Iso-Polyphony: An Albanian Song Treasure
I sought to write this article about one of our artistic heritages that is, at
the same time, a very exclusive part of Albania’s history. It is not often nowadays
that these gems of folklore are renowned and cherished. So here I am taking the
opportunity to try to somehow hype the amazing form of art that is the iso-poliphony.
Iso – the traditional authentic Albanian sound
Traditional Albanian music of the southern region has a reputation for its authentic sound that we call the “iso”. Iso refers to the choral drone, which is basically the uniform voices that extend and accompany the support of the main voice in the multiple voices’ song.
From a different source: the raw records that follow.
//! Static lookup tables used by the translator.
//!
//! Both tables are plain data built once at start-up and handed to the
//! translator by reference.

use std::collections::HashMap;

// ============================================================================
// Android key codes for non-printing keys
// ============================================================================

pub const KEYCODE_TAB: i32 = 61;
pub const KEYCODE_DEL: i32 = 67;
pub const KEYCODE_ESCAPE: i32 = 111;
pub const KEYCODE_FORWARD_DEL: i32 = 112;
pub const KEYCODE_SCROLL_LOCK: i32 = 116;
pub const KEYCODE_SYSRQ: i32 = 120;
pub const KEYCODE_BREAK: i32 = 121;
pub const KEYCODE_INSERT: i32 = 124;
pub const KEYCODE_F1: i32 = 131;
pub const KEYCODE_F12: i32 = 142;
pub const KEYCODE_NUM_LOCK: i32 = 143;

/// Characters typed with shift on a US layout, paired with their unshifted key.
///
/// `"` is deliberately absent: it travels as its own (escaped) key name and
/// the report encoder supplies the shift.
pub const SHIFTED_CHARACTERS: [(char, &str); 20] = [
    ('<', ","),
    ('>', "."),
    ('?', "/"),
    (':', ";"),
    ('{', "["),
    ('}', "]"),
    ('|', "\\"),
    ('~', "`"),
    ('!', "1"),
    ('@', "2"),
    ('#', "3"),
    ('$', "4"),
    ('%', "5"),
    ('^', "6"),
    ('&', "7"),
    ('*', "8"),
    ('(', "9"),
    (')', "0"),
    ('_', "-"),
    ('+', "="),
];

/// Platform key codes for keys that produce no character.
pub const NON_PRINTING_KEYS: [(i32, &str); 21] = [
    (KEYCODE_F1, "f1"),
    (132, "f2"),
    (133, "f3"),
    (134, "f4"),
    (135, "f5"),
    (136, "f6"),
    (137, "f7"),
    (138, "f8"),
    (139, "f9"),
    (140, "f10"),
    (141, "f11"),
    (KEYCODE_F12, "f12"),
    (KEYCODE_TAB, "tab"),
    (KEYCODE_DEL, "backspace"),
    (KEYCODE_ESCAPE, "escape"),
    (KEYCODE_SYSRQ, "print"),
    (KEYCODE_SCROLL_LOCK, "scroll-lock"),
    (KEYCODE_NUM_LOCK, "num-lock"),
    (KEYCODE_BREAK, "pause"),
    (KEYCODE_INSERT, "insert"),
    (KEYCODE_FORWARD_DEL, "delete"),
];

/// The shift map and the non-printing key map.
#[derive(Debug, Clone)]
pub struct KeyTables {
    shift_map: HashMap<char, &'static str>,
    key_codes: HashMap<i32, &'static str>,
}

impl Default for KeyTables {
    fn default() -> Self {
        Self::us_layout()
    }
}

impl KeyTables {
    /// Tables for a US keyboard layout and Android key codes.
    pub fn us_layout() -> Self {
        Self {
            shift_map: SHIFTED_CHARACTERS.iter().copied().collect(),
            key_codes: NON_PRINTING_KEYS.iter().copied().collect(),
        }
    }

    /// Base key for a shifted character, if it has one.
    pub fn shifted_base(&self, c: char) -> Option<&'static str> {
        self.shift_map.get(&c).copied()
    }

    /// Key name for a non-printing key code.
    pub fn key_name(&self, code: i32) -> Option<&'static str> {
        self.key_codes.get(&code).copied()
    }

    /// Iterates over `(shifted, base)` pairs.
    #[cfg(test)]
    pub(crate) fn shift_entries(&self) -> impl Iterator<Item = (char, &'static str)> + '_ {
        self.shift_map.iter().map(|(c, base)| (*c, *base))
    }

    /// Iterates over `(code, name)` pairs.
    #[cfg(test)]
    pub(crate) fn key_code_entries(&self) -> impl Iterator<Item = (i32, &'static str)> + '_ {
        self.key_codes.iter().map(|(code, name)| (*code, *name))
    }

    /// True if `name` is one of the non-printing key names.
    #[cfg(test)]
    pub(crate) fn is_named_key(&self, name: &str) -> bool {
        self.key_codes.values().any(|known| *known == name)
    }
}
It is mainly sung in the villages of the region called Labëri, such as Pilur, Dukat, Himarë, Tërbaç and Tragjas, but also in Gjirokastër’s Lapardha and its neighboring villages, Bënça, etc.
The iso-polyphonic music is sung by four voices: the receiver, the thrower, the turner and the iso-er.
Old age of musical tradition
It is also worth mentioning that “iso” is believed to date back to the Thracian-Illyrian era, based on the analysis of the specific features of the polyphony such as the tonal structure, the vocals, the singing style with the presence of calls, shouts and a cappella elements. All these features suggest an old age of musical tradition.
This unique value of Albanian folk culture was proclaimed a Masterpiece of the Oral and Intangible Heritage of Humanity by the UNESCO on 25 November 2005.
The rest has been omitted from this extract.